Where power flows politics follows and the Supreme Court has always been the product of manoeuvring to some extent. Historically this tendency has always been spliced up by other requirements that provided some unpredictability of ideology – the need to maintain a balance on the court by region, for example, or the need to fill a ‘Catholic seat’ and then a ‘Jewish seat’, the needs of which resulting in peculiar results. John F. Kennedy’s sole nominee was, naturally, a family associate who turned out to be only one of two dissenters in Roe v Wade; Antonin Scalia sailed through nomination because his breathtaking conservatism was outweighed by the fact he would be the first Italian-American justice.
Partisanship has replaced patronage. Before Amy Coney Barrett’s confirmation the entire court was the product of either Yale or Harvard Law School and remains entirely Catholic and Jewish.

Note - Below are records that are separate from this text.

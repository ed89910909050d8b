//! # seriescast
//!
//! Forecast pipeline for monthly time-series datasets.
//!
//! A CSV table with a `date` column is loaded and cleaned, one numeric
//! column is min-max normalized, and SARIMA, an additive trend/seasonality
//! regression and Holt-Winters forecast it independently. Forecasts are
//! mapped back to original units, the history is labelled by an isolation
//! forest and k-means, and everything is assembled into a [`Report`].
//!
//! ```no_run
//! use seriescast::prelude::*;
//!
//! let pipeline = Pipeline::new(PipelineConfig::default());
//! let request = ForecastRequest::new("emissions", 12);
//! let report = pipeline.run_path("emissions.csv", &request)?;
//! for strategy in &report.strategies {
//!     println!("{strategy}: {:?}", report.forecast_values(strategy));
//! }
//! # Ok::<(), seriescast::ForecastError>(())
//! ```

#![allow(clippy::upper_case_acronyms)]
#![allow(clippy::needless_range_loop)]

pub mod clustering;
pub mod core;
pub mod detection;
pub mod engine;
pub mod error;
pub mod io;
pub mod models;
pub mod pipeline;
pub mod report;
pub mod transform;
pub mod utils;

pub use error::{ForecastError, Result};
pub use pipeline::{ForecastRequest, Pipeline, PipelineConfig};
pub use report::Report;

pub mod prelude {
    pub use crate::core::{Dataset, Forecast, ForecastResult, TimeSeries};
    pub use crate::engine::{HorizonBounds, StrategySelector};
    pub use crate::error::{ForecastError, Result};
    pub use crate::io::{DataLoader, ReportSink};
    pub use crate::models::Forecaster;
    pub use crate::pipeline::{ForecastRequest, Pipeline, PipelineConfig};
    pub use crate::report::Report;
    pub use crate::transform::{ConstantColumnPolicy, MinMaxScaler};
}
//! Data transformations for time series.
//!
//! # Example
//!
//! ```
//! use seriescast::transform::MinMaxScaler;
//!
//! let state = MinMaxScaler::default().fit("emissions", &[10.0, 20.0, 30.0]).unwrap();
//! let scaled = state.transform(&[10.0, 20.0, 30.0]);
//! assert_eq!(scaled, vec![0.0, 0.5, 1.0]);
//! assert_eq!(state.inverse_transform(&scaled), vec![10.0, 20.0, 30.0]);
//! ```

pub mod scale;

pub use scale::{ConstantColumnPolicy, MinMaxScaler, ScalerState};
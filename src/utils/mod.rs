//! Numerical utilities shared by the estimators.

pub mod optimization;
pub mod ridge;
pub mod stats;

pub use optimization::{nelder_mead, NelderMeadConfig, NelderMeadResult};
pub use ridge::{ridge_fit, RidgeFit};
pub use stats::percentile;
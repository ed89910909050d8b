//! Derivative-free minimization for estimator parameters.
//!
//! Every iterative estimator in the crate fits through [`nelder_mead`]; the
//! iteration cap in [`NelderMeadConfig`] is what bounds their runtime.

use std::cmp::Ordering;

/// Result of Nelder-Mead optimization.
#[derive(Debug, Clone)]
pub struct NelderMeadResult {
    /// The best point found.
    pub optimal_point: Vec<f64>,
    /// Objective value at the best point.
    pub optimal_value: f64,
    /// Number of iterations performed.
    pub iterations: usize,
    /// Whether the simplex met the tolerance before the iteration cap.
    pub converged: bool,
}

/// Configuration for Nelder-Mead optimization.
#[derive(Debug, Clone)]
pub struct NelderMeadConfig {
    /// Maximum number of iterations.
    pub max_iter: usize,
    /// Convergence tolerance on the spread of objective values.
    pub tolerance: f64,
    /// Reflection coefficient.
    pub alpha: f64,
    /// Expansion coefficient.
    pub gamma: f64,
    /// Contraction coefficient.
    pub rho: f64,
    /// Shrink coefficient.
    pub sigma: f64,
    /// Initial simplex step size.
    pub initial_step: f64,
}

impl Default for NelderMeadConfig {
    fn default() -> Self {
        Self {
            max_iter: 1000,
            tolerance: 1e-8,
            alpha: 1.0,
            gamma: 2.0,
            rho: 0.5,
            sigma: 0.5,
            initial_step: 0.05,
        }
    }
}

impl NelderMeadConfig {
    /// Set the iteration cap.
    pub fn max_iter(mut self, max_iter: usize) -> Self {
        self.max_iter = max_iter.max(1);
        self
    }

    /// Set the convergence tolerance.
    pub fn tolerance(mut self, tolerance: f64) -> Self {
        self.tolerance = tolerance;
        self
    }
}

/// Minimize `objective` starting from `initial`, clamping to `bounds`.
///
/// Non-finite objective values are treated as `f64::MAX` so that a
/// diverging parameter region is simply avoided.
///
/// # Example
/// ```
/// use seriescast::utils::optimization::{nelder_mead, NelderMeadConfig};
///
/// let result = nelder_mead(
///     |x| (x[0] - 2.0).powi(2) + (x[1] - 3.0).powi(2),
///     &[0.0, 0.0],
///     None,
///     NelderMeadConfig::default(),
/// );
///
/// assert!(result.converged);
/// assert!((result.optimal_point[0] - 2.0).abs() < 0.01);
/// assert!((result.optimal_point[1] - 3.0).abs() < 0.01);
/// ```
pub fn nelder_mead<F>(
    objective: F,
    initial: &[f64],
    bounds: Option<&[(f64, f64)]>,
    config: NelderMeadConfig,
) -> NelderMeadResult
where
    F: Fn(&[f64]) -> f64,
{
    let n = initial.len();
    if n == 0 {
        return NelderMeadResult {
            optimal_point: vec![],
            optimal_value: f64::NAN,
            iterations: 0,
            converged: false,
        };
    }

    let eval = |x: &[f64]| {
        let v = objective(x);
        if v.is_finite() {
            v
        } else {
            f64::MAX
        }
    };

    let start = clamp(initial.to_vec(), bounds);
    let mut simplex: Vec<(Vec<f64>, f64)> = Vec::with_capacity(n + 1);
    simplex.push((start.clone(), eval(&start)));
    for i in 0..n {
        let mut vertex = start.clone();
        vertex[i] += if start[i].abs() > 1e-10 {
            config.initial_step * start[i].abs()
        } else {
            config.initial_step
        };
        let vertex = clamp(vertex, bounds);
        let value = eval(&vertex);
        simplex.push((vertex, value));
    }

    let mut iterations = 0;
    let mut converged = false;

    while iterations < config.max_iter {
        iterations += 1;
        simplex.sort_by(|a, b| a.1.partial_cmp(&b.1).unwrap_or(Ordering::Equal));

        let best = simplex[0].1;
        let worst = simplex[n].1;
        if (worst - best).abs() < config.tolerance {
            converged = true;
            break;
        }

        let centroid = centroid(&simplex[..n]);
        if simplex
            .iter()
            .all(|(v, _)| distance(v, &centroid) < config.tolerance)
        {
            converged = true;
            break;
        }

        let reflected = clamp(step(&centroid, &simplex[n].0, -config.alpha), bounds);
        let reflected_value = eval(&reflected);

        if reflected_value < best {
            let expanded = clamp(step(&centroid, &reflected, config.gamma), bounds);
            let expanded_value = eval(&expanded);
            simplex[n] = if expanded_value < reflected_value {
                (expanded, expanded_value)
            } else {
                (reflected, reflected_value)
            };
            continue;
        }

        if reflected_value < simplex[n - 1].1 {
            simplex[n] = (reflected, reflected_value);
            continue;
        }

        let (toward, toward_value) = if reflected_value < worst {
            (reflected, reflected_value)
        } else {
            (simplex[n].0.clone(), worst)
        };
        let contracted = clamp(step(&centroid, &toward, config.rho), bounds);
        let contracted_value = eval(&contracted);
        if contracted_value < toward_value {
            simplex[n] = (contracted, contracted_value);
            continue;
        }

        let anchor = simplex[0].0.clone();
        for vertex in simplex.iter_mut().skip(1) {
            let shrunk = clamp(step(&anchor, &vertex.0, config.sigma), bounds);
            let value = eval(&shrunk);
            *vertex = (shrunk, value);
        }
    }

    let (optimal_point, optimal_value) = simplex
        .into_iter()
        .min_by(|a, b| a.1.partial_cmp(&b.1).unwrap_or(Ordering::Equal))
        .unwrap_or((start, f64::NAN));

    NelderMeadResult {
        optimal_point,
        optimal_value,
        iterations,
        converged,
    }
}

fn centroid(vertices: &[(Vec<f64>, f64)]) -> Vec<f64> {
    let dims = vertices[0].0.len();
    let mut c = vec![0.0; dims];
    for (v, _) in vertices {
        for (acc, x) in c.iter_mut().zip(v) {
            *acc += x;
        }
    }
    let count = vertices.len() as f64;
    c.iter_mut().for_each(|x| *x /= count);
    c
}

/// `origin + t * (point - origin)`.
fn step(origin: &[f64], point: &[f64], t: f64) -> Vec<f64> {
    origin
        .iter()
        .zip(point)
        .map(|(o, p)| o + t * (p - o))
        .collect()
}

fn clamp(mut point: Vec<f64>, bounds: Option<&[(f64, f64)]>) -> Vec<f64> {
    if let Some(bounds) = bounds {
        for (x, &(lo, hi)) in point.iter_mut().zip(bounds) {
            *x = x.clamp(lo, hi);
        }
    }
    point
}

fn distance(a: &[f64], b: &[f64]) -> f64 {
    a.iter()
        .zip(b)
        .map(|(x, y)| (x - y).powi(2))
        .sum::<f64>()
        .sqrt()
}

Remarkably considering American history, no one really minds.
By seeking to exploit the fait accompli of legal fiat as a tool of policy making to an extent never seen before, Mcconnell shares (much more than he would ever admit) a project with Trump. Both now – and their wider movement – devote intellectual resources to justifying power and policy by electoral means where they can, by force or trick where they must.
Will they get away with it? American politics increasingly resembles a poker game that, barring one side folding or some divine intervention in the form of international crisis, is heading to some kind of showdown. The current situation isn’t sustainable, but no one can imagine what it looks like when it is no longer sustained.
The beauty of using the Supreme Court is that people have always done it, although not quite to the steroided levels presently employed for the reasons outlined above. Every escalation in political breakdown introduced by the Republican Party has been introduced under the cloak of precedent.
Trump and Mcconnell profit, in different ways, from a sense in all established democracies that with every new government we’ve seen it all before. A century into the universal franchise, governments of left and right still rise and fall for largely the same reasons they always have – “they came at us in the same old way and we defeated them in the same old way”. In an ageing electorate, people remember more and more governments, more and more broken promises, memories lengthen and patience shortens. Trump’s erratic behaviour did cost him eventually (and still will when he runs again) but a sense among some key swing voters that at least he’s different from what we usually get buys him a frustratingly large number of lives.
For McConnell, charges that he’s cynical hardly feel like a major revelation since he barely denies it, but more importantly everyone else is cynical too. Who isn’t above doing what’s convenient to get from point A to point B? McConnell’s surface statements justifying his own vacillations, most amusingly when he once voted against his own amendment, are roused with such little feeling they come as close to breaking the fourth wall of political manoeuvrings as possible without actually using Frank Underwood’s direct audience address. With Trump he shares utter shamelessness.
To gee up the energy to get mad at the Republican party is to constantly draw the distinction between bending the rules and breaking them. Most of what they’ve done has been done before, at less epic proportions and with more believable pretence. What’s changed is the shortcuts and loopholes in the system to get what you want have been inverted to become a whole rationale to block the democratic consequences of changes in demographics, the decline of christianity and cultural shift.
The Supreme Court has been the locus of the peculiar marriage of Trump and McConnell. At the point they meet are in the promises to rebel against the liberal drift of the recent past, to trash the system, but also to game it. A hard-hearted view of the world as it is, but also an impossibility and chimeric vision of where it can’t really go where Christian morality is imposed on an increasingly reluctant majority indefinitely. They will exploit the constitution until they break it.